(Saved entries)
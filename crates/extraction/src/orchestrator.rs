//! Extraction orchestrator: runs every job of a plan on a bounded worker
//! pool and merges the results into per-variable datasets.

use futures::stream::{self, StreamExt};
use serde::Serialize;
use tokio_util::sync::CancellationToken;
use tracing::{debug, error, info, instrument, warn};
use vx_common::{Level, TimeCoords};

use crate::dataset::Dataset;
use crate::error::{JobFailure, VariableFailure};
use crate::extract::FieldExtractor;
use crate::normalize::{GriddedField, Normalizer};
use crate::schedule::{ExtractionJob, ExtractionPlan};
use crate::source::SourceRole;

/// Outcome of one job.
#[derive(Debug)]
enum JobOutcome {
    Extracted(GriddedField),
    Failed {
        locator: String,
        failure: JobFailure,
    },
    Cancelled,
}

/// A job that produced no field.
#[derive(Debug, Clone, PartialEq, Serialize)]
pub struct SkippedJob {
    pub source: SourceRole,
    pub variable: String,
    pub time: TimeCoords,
    #[serde(skip_serializing_if = "Option::is_none")]
    pub level: Option<Level>,
    pub locator: String,
    pub reason: JobFailure,
}

/// How a variable's dataset assembly ended.
#[derive(Debug, Clone, PartialEq, Serialize)]
#[serde(tag = "status", content = "failure", rename_all = "lowercase")]
pub enum AssemblyStatus {
    Assembled,
    /// No job succeeded; no dataset was produced
    Empty,
    Failed(VariableFailure),
}

/// Per-(source, variable) accounting.
#[derive(Debug, Clone, PartialEq, Serialize)]
pub struct VariableReport {
    pub source: SourceRole,
    pub variable: String,
    pub expected: usize,
    pub successes: usize,
    pub missing: usize,
    pub status: AssemblyStatus,
}

/// What happened during a run, for the logging and plotting collaborators.
#[derive(Debug, Clone, Default, PartialEq, Serialize)]
pub struct RunSummary {
    pub total_jobs: usize,
    pub succeeded: usize,
    /// Jobs never started because the run was cancelled
    pub cancelled: usize,
    /// In canonical job order
    pub skipped: Vec<SkippedJob>,
    pub variables: Vec<VariableReport>,
}

impl RunSummary {
    /// Number of jobs that did not produce a field.
    pub fn missing(&self) -> usize {
        self.total_jobs - self.succeeded
    }

    /// Skipped jobs for one variable, across sources.
    pub fn skipped_for<'a>(&'a self, variable: &'a str) -> impl Iterator<Item = &'a SkippedJob> + 'a {
        self.skipped.iter().filter(move |s| s.variable == variable)
    }

    pub fn report(&self, source: SourceRole, variable: &str) -> Option<&VariableReport> {
        self.variables
            .iter()
            .find(|r| r.source == source && r.variable == variable)
    }
}

/// Datasets plus the summary of how they were produced.
#[derive(Debug, Clone)]
pub struct RunOutcome {
    /// Ordered by (source, variable)
    pub datasets: Vec<Dataset>,
    pub summary: RunSummary,
}

impl RunOutcome {
    pub fn dataset(&self, source: SourceRole, variable: &str) -> Option<&Dataset> {
        self.datasets
            .iter()
            .find(|d| d.role == source && d.name == variable)
    }
}

/// Runs extraction jobs concurrently.
pub struct Orchestrator {
    extractor: FieldExtractor,
    normalizer: Normalizer,
    workers: usize,
    cancel: CancellationToken,
}

impl Orchestrator {
    /// `workers` is clamped to at least one.
    pub fn new(extractor: FieldExtractor, normalizer: Normalizer, workers: usize) -> Self {
        Self {
            extractor,
            normalizer,
            workers: workers.max(1),
            cancel: CancellationToken::new(),
        }
    }

    /// Use an externally owned cancellation token.
    pub fn with_cancellation(mut self, token: CancellationToken) -> Self {
        self.cancel = token;
        self
    }

    pub fn cancellation_token(&self) -> CancellationToken {
        self.cancel.clone()
    }

    pub fn workers(&self) -> usize {
        self.workers
    }

    /// Run every job in `plan`. Job failures are recorded, never returned.
    pub async fn run(&self, plan: &ExtractionPlan) -> RunOutcome {
        info!(
            jobs = plan.jobs.len(),
            workers = self.workers,
            "Starting extraction run"
        );

        let mut results: Vec<(usize, JobOutcome)> = stream::iter(plan.jobs.iter())
            .map(|job| async move {
                if self.cancel.is_cancelled() {
                    return (job.index, JobOutcome::Cancelled);
                }
                (job.index, self.run_job(job).await)
            })
            .buffer_unordered(self.workers)
            .collect()
            .await;

        // Completion order is arbitrary; merge in canonical order.
        results.sort_by_key(|(index, _)| *index);

        let outcome = Self::merge(plan, results);

        info!(
            total = outcome.summary.total_jobs,
            succeeded = outcome.summary.succeeded,
            skipped = outcome.summary.skipped.len(),
            cancelled = outcome.summary.cancelled,
            datasets = outcome.datasets.len(),
            "Extraction run complete"
        );

        outcome
    }

    #[instrument(
        skip(self, job),
        fields(
            source = %job.source.role,
            variable = %job.variable.name,
            time = %job.time,
            level = ?job.level.map(|l| l.value()),
        )
    )]
    async fn run_job(&self, job: &ExtractionJob) -> JobOutcome {
        let locator = job.source.locate(&job.time, &job.variable.name);
        let selector = job.variable.selector(job.level);

        let result = match self.extractor.extract(&locator, &selector).await {
            Ok(raw) => self
                .normalizer
                .normalize(raw, &job.variable, job.time, job.level),
            Err(failure) => Err(failure),
        };

        match result {
            Ok(field) => {
                debug!(locator = %locator, "Field extracted");
                JobOutcome::Extracted(field)
            }
            Err(failure) => {
                if let JobFailure::UnknownUnits(name) = &failure {
                    error!(
                        standard_name = %name,
                        locator = %locator,
                        "No units entry for standard name, skipping job"
                    );
                } else {
                    warn!(
                        locator = %locator,
                        kind = failure.kind(),
                        error = %failure,
                        "Skipping job"
                    );
                }
                JobOutcome::Failed {
                    locator: locator.to_string(),
                    failure,
                }
            }
        }
    }

    /// Single-writer merge of sorted outcomes.
    fn merge(plan: &ExtractionPlan, results: Vec<(usize, JobOutcome)>) -> RunOutcome {
        let mut summary = RunSummary {
            total_jobs: plan.jobs.len(),
            ..Default::default()
        };

        let n_vars = plan.variables.len();
        let mut buckets: Vec<Vec<GriddedField>> = vec![Vec::new(); plan.sources.len() * n_vars];
        let mut expected = vec![0usize; buckets.len()];

        let bucket_of = |job: &ExtractionJob| -> Option<usize> {
            let s = plan.sources.iter().position(|s| s.role == job.source.role)?;
            let v = plan
                .variables
                .iter()
                .position(|v| v.name == job.variable.name)?;
            Some(s * n_vars + v)
        };

        for (index, outcome) in results {
            let Some(job) = plan.jobs.get(index) else {
                continue;
            };
            let bucket = bucket_of(job);
            if let Some(b) = bucket {
                expected[b] += 1;
            }

            match outcome {
                JobOutcome::Extracted(field) => {
                    summary.succeeded += 1;
                    if let Some(b) = bucket {
                        buckets[b].push(field);
                    }
                }
                JobOutcome::Failed { locator, failure } => summary.skipped.push(SkippedJob {
                    source: job.source.role,
                    variable: job.variable.name.clone(),
                    time: job.time,
                    level: job.level,
                    locator,
                    reason: failure,
                }),
                JobOutcome::Cancelled => summary.cancelled += 1,
            }
        }

        let mut datasets = Vec::new();

        for (s, source) in plan.sources.iter().enumerate() {
            for (v, variable) in plan.variables.iter().enumerate() {
                let b = s * n_vars + v;
                let fields = std::mem::take(&mut buckets[b]);
                let successes = fields.len();

                let status = match Dataset::assemble(
                    source,
                    variable,
                    &plan.cycles,
                    &plan.leadtimes,
                    fields,
                ) {
                    Ok(Some(dataset)) => {
                        info!(
                            source = %source.role,
                            variable = %variable.name,
                            successes,
                            slots = dataset.slot_count(),
                            "Assembled dataset"
                        );
                        datasets.push(dataset);
                        AssemblyStatus::Assembled
                    }
                    Ok(None) => {
                        warn!(
                            source = %source.role,
                            variable = %variable.name,
                            "No fields extracted, dataset absent"
                        );
                        AssemblyStatus::Empty
                    }
                    Err(failure) => {
                        error!(
                            source = %source.role,
                            variable = %variable.name,
                            error = %failure,
                            "Dataset assembly failed"
                        );
                        AssemblyStatus::Failed(failure)
                    }
                };

                summary.variables.push(VariableReport {
                    source: source.role,
                    variable: variable.name.clone(),
                    expected: expected[b],
                    successes,
                    missing: expected[b] - successes,
                    status,
                });
            }
        }

        RunOutcome { datasets, summary }
    }
}
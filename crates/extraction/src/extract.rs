//! Field extraction: locator + selector → raw field.

use std::path::PathBuf;
use std::sync::Arc;

use tracing::debug;
use vx_common::{FieldReader, FieldSelector, Fetcher, Level, RawField, ReadError};

use crate::error::JobFailure;
use crate::locator::Locator;

/// Opens sources through the reader collaborator, fetching remote ones first.
///
/// Holds no per-call state; one extractor is shared by every worker.
#[derive(Clone)]
pub struct FieldExtractor {
    reader: Arc<dyn FieldReader>,
    fetcher: Option<Arc<dyn Fetcher>>,
}

impl FieldExtractor {
    /// An extractor for local sources only.
    pub fn new(reader: Arc<dyn FieldReader>) -> Self {
        Self {
            reader,
            fetcher: None,
        }
    }

    /// Use `fetcher` to make remote locators readable.
    pub fn with_fetcher(mut self, fetcher: Arc<dyn Fetcher>) -> Self {
        self.fetcher = Some(fetcher);
        self
    }

    /// Read the field matching `selector` from `locator`.
    pub async fn extract(
        &self,
        locator: &Locator,
        selector: &FieldSelector,
    ) -> Result<RawField, JobFailure> {
        let path = self.local_path(locator).await?;

        let found = self
            .reader
            .read_field(&path, selector)
            .await
            .map_err(|e| read_failure(locator, e))?;

        match found {
            Some(field) if field.is_consistent() => {
                debug!(locator = %locator, short_name = %selector.short_name, "Field read");
                Ok(field)
            }
            Some(field) => Err(JobFailure::MalformedSource(format!(
                "{}: {} values, {} latitudes, {} longitudes for a {}x{} grid",
                locator,
                field.values.len(),
                field.latitude.len(),
                field.longitude.len(),
                field.shape.ny,
                field.shape.nx
            ))),
            None => Err(self.classify_absence(locator, &path, selector).await),
        }
    }

    async fn local_path(&self, locator: &Locator) -> Result<PathBuf, JobFailure> {
        match locator {
            Locator::Path(path) => Ok(path.clone()),
            Locator::Url(url) => {
                let fetcher = self.fetcher.as_ref().ok_or_else(|| {
                    JobFailure::SourceUnavailable(format!("{}: no fetcher for remote source", url))
                })?;
                fetcher
                    .fetch(url)
                    .await
                    .map_err(|e| JobFailure::SourceUnavailable(format!("{}: {}", url, e)))
            }
        }
    }

    /// Distinguish a missing level from a missing variable.
    async fn classify_absence(
        &self,
        locator: &Locator,
        path: &std::path::Path,
        selector: &FieldSelector,
    ) -> JobFailure {
        let described = describe(selector);

        let headers = match self.reader.list_fields(path).await {
            Ok(headers) => headers,
            Err(e) => return read_failure(locator, e),
        };

        let mut available: Vec<Level> = headers
            .iter()
            .filter(|h| h.same_variable(selector))
            .filter_map(|h| h.level)
            .collect();

        if available.is_empty() {
            return JobFailure::NotFound(format!("{} in {}", described, locator));
        }

        available.sort();
        available.dedup();
        JobFailure::LevelMismatch {
            selector: described,
            available: available
                .iter()
                .map(Level::to_string)
                .collect::<Vec<_>>()
                .join(", "),
        }
    }
}

fn read_failure(locator: &Locator, err: ReadError) -> JobFailure {
    match err {
        ReadError::Unavailable(reason) => {
            JobFailure::SourceUnavailable(format!("{}: {}", locator, reason))
        }
        ReadError::Malformed(reason) => JobFailure::MalformedSource(format!("{}: {}", locator, reason)),
    }
}

fn describe(selector: &FieldSelector) -> String {
    match selector.level {
        Some(level) => format!("{}@{} {}", selector.short_name, selector.level_type, level),
        None => format!("{}@{}", selector.short_name, selector.level_type),
    }
}

#[cfg(test)]
mod tests {
    use super::*;
    use test_utils::{raw_field, MemoryReader, StaticFetcher};
    use vx_common::LevelType;

    fn selector(level: Option<f64>) -> FieldSelector {
        FieldSelector {
            short_name: "gh".to_string(),
            level_type: LevelType::IsobaricInhPa,
            level: level.map(Level),
        }
    }

    fn reader() -> Arc<MemoryReader> {
        let reader = MemoryReader::new();
        reader.insert(
            "/fc/a.grib2",
            raw_field("gh", LevelType::IsobaricInhPa, Some(900.0), 2, 3, 5.0),
        );
        reader.insert(
            "/fc/a.grib2",
            raw_field("gh", LevelType::IsobaricInhPa, Some(500.0), 2, 3, 9.0),
        );
        reader.insert("/fc/a.grib2", raw_field("2t", LevelType::HeightAboveGround, Some(2.0), 2, 3, 280.0));
        Arc::new(reader)
    }

    fn path(p: &str) -> Locator {
        Locator::Path(PathBuf::from(p))
    }

    #[test]
    fn test_extract_matching_field() {
        let extractor = FieldExtractor::new(reader());
        let field = tokio_test::block_on(extractor.extract(&path("/fc/a.grib2"), &selector(Some(500.0))))
            .unwrap();
        assert_eq!(field.header.level, Some(Level(500.0)));
        assert_eq!(field.values[0], 9.0);
    }

    #[test]
    fn test_missing_source_is_unavailable() {
        let extractor = FieldExtractor::new(reader());
        let err = tokio_test::block_on(extractor.extract(&path("/fc/missing.grib2"), &selector(Some(900.0))))
            .unwrap_err();
        assert!(matches!(err, JobFailure::SourceUnavailable(_)));
    }

    #[test]
    fn test_level_mismatch_lists_available_levels() {
        let extractor = FieldExtractor::new(reader());
        let err = tokio_test::block_on(extractor.extract(&path("/fc/a.grib2"), &selector(Some(850.0))))
            .unwrap_err();
        match err {
            JobFailure::LevelMismatch { selector, available } => {
                assert_eq!(selector, "gh@isobaricInhPa 850");
                assert_eq!(available, "500, 900");
            }
            other => panic!("expected LevelMismatch, got {:?}", other),
        }
    }

    #[test]
    fn test_level_mismatch_lists_each_level_once() {
        let reader = reader();
        reader.insert(
            "/fc/a.grib2",
            raw_field("gh", LevelType::IsobaricInhPa, Some(900.0), 2, 3, 6.0),
        );
        let extractor = FieldExtractor::new(reader);
        let err = tokio_test::block_on(extractor.extract(&path("/fc/a.grib2"), &selector(Some(700.0))))
            .unwrap_err();
        match err {
            JobFailure::LevelMismatch { available, .. } => assert_eq!(available, "500, 900"),
            other => panic!("expected LevelMismatch, got {:?}", other),
        }
    }

    #[test]
    fn test_absent_variable_is_not_found() {
        let extractor = FieldExtractor::new(reader());
        let sel = FieldSelector {
            short_name: "q".to_string(),
            level_type: LevelType::IsobaricInhPa,
            level: Some(Level(900.0)),
        };
        let err = tokio_test::block_on(extractor.extract(&path("/fc/a.grib2"), &sel)).unwrap_err();
        assert!(matches!(err, JobFailure::NotFound(_)));
    }

    #[test]
    fn test_malformed_source() {
        let reader = MemoryReader::new();
        reader.insert_malformed("/fc/bad.grib2");
        let extractor = FieldExtractor::new(Arc::new(reader));
        let err = tokio_test::block_on(extractor.extract(&path("/fc/bad.grib2"), &selector(Some(900.0))))
            .unwrap_err();
        assert!(matches!(err, JobFailure::MalformedSource(_)));
    }

    #[test]
    fn test_inconsistent_field_is_malformed() {
        let reader = MemoryReader::new();
        let mut field = raw_field("gh", LevelType::IsobaricInhPa, Some(900.0), 2, 3, 5.0);
        field.latitude.truncate(2);
        reader.insert("/fc/a.grib2", field);

        let extractor = FieldExtractor::new(Arc::new(reader));
        let err = tokio_test::block_on(extractor.extract(&path("/fc/a.grib2"), &selector(Some(900.0))))
            .unwrap_err();
        assert!(matches!(err, JobFailure::MalformedSource(_)));
    }

    #[test]
    fn test_remote_locator_goes_through_fetcher() {
        let fetcher = StaticFetcher::new().with_url("https://host/a.grib2", "/fc/a.grib2");
        let extractor = FieldExtractor::new(reader()).with_fetcher(Arc::new(fetcher));

        let url = Locator::Url("https://host/a.grib2".to_string());
        let field = tokio_test::block_on(extractor.extract(&url, &selector(Some(900.0)))).unwrap();
        assert_eq!(field.values[0], 5.0);

        let missing = Locator::Url("https://host/b.grib2".to_string());
        let err = tokio_test::block_on(extractor.extract(&missing, &selector(Some(900.0)))).unwrap_err();
        assert!(matches!(err, JobFailure::SourceUnavailable(_)));
    }

    #[test]
    fn test_remote_locator_without_fetcher() {
        let extractor = FieldExtractor::new(reader());
        let url = Locator::Url("https://host/a.grib2".to_string());
        let err = tokio_test::block_on(extractor.extract(&url, &selector(Some(900.0)))).unwrap_err();
        assert!(matches!(err, JobFailure::SourceUnavailable(_)));
    }
}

WHAT NEEDS TO BE DONE:
Copy out the lines of the data where the word "successes" can be found.

THE COMPLETED TASK:
    pub successes: usize,
                let successes = fields.len();
                            successes,
                    successes,
                    missing: expected[b] - successes,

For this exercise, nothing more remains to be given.